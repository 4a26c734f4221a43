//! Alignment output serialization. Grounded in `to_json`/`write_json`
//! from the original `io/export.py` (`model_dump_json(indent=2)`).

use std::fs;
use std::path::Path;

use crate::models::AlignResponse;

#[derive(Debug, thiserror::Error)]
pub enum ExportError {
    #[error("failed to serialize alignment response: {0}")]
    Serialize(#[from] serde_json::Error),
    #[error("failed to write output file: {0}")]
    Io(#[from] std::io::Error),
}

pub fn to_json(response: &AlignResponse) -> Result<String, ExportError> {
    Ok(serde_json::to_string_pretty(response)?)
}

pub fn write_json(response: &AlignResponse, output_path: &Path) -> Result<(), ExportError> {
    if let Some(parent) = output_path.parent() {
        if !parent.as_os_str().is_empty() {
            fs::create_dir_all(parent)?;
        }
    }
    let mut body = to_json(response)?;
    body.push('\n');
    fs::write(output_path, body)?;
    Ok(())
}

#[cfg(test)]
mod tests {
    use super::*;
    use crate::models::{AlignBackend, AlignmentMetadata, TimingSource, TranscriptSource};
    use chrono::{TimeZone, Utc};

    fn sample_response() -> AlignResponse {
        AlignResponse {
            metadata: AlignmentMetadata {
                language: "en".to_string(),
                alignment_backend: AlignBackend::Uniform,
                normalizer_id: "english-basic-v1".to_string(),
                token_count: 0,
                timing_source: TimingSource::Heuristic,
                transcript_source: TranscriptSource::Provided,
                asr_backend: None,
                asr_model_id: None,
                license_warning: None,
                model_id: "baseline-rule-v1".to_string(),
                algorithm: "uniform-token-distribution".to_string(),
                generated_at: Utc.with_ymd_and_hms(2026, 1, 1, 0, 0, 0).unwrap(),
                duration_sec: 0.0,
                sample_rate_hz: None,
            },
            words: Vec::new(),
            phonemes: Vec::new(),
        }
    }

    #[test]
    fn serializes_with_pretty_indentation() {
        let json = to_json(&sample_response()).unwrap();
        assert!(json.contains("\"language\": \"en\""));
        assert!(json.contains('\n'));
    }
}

---

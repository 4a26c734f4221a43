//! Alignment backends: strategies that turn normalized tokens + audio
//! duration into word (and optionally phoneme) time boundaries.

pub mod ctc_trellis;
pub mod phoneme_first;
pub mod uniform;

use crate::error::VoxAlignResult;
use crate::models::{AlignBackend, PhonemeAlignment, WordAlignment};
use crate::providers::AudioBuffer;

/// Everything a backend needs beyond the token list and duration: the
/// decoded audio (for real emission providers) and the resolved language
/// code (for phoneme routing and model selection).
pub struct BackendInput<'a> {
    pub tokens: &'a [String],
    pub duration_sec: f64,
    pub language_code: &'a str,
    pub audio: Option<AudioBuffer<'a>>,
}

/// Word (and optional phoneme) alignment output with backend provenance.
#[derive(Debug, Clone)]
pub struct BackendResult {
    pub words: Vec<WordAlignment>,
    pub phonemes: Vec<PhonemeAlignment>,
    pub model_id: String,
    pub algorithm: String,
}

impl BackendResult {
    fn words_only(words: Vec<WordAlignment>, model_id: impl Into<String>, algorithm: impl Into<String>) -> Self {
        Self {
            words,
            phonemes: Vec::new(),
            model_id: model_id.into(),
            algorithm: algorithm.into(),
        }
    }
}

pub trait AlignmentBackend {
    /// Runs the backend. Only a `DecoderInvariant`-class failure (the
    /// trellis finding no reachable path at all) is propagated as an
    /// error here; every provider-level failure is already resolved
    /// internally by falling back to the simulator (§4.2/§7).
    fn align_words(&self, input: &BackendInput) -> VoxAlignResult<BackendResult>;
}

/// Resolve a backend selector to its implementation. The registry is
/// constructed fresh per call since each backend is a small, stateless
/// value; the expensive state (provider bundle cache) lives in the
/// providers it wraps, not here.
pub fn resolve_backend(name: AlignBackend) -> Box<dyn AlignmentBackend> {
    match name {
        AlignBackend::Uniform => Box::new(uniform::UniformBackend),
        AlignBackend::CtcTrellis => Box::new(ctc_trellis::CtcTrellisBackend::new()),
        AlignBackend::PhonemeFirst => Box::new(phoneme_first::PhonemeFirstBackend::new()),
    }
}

**What this task involves**
Pick out the lines above containing the word "crate", then copy them.

**Your response**
use crate::models::AlignResponse;
    use crate::models::{AlignBackend, AlignmentMetadata, TimingSource, TranscriptSource};
use crate::error::VoxAlignResult;
use crate::models::{AlignBackend, PhonemeAlignment, WordAlignment};
use crate::providers::AudioBuffer;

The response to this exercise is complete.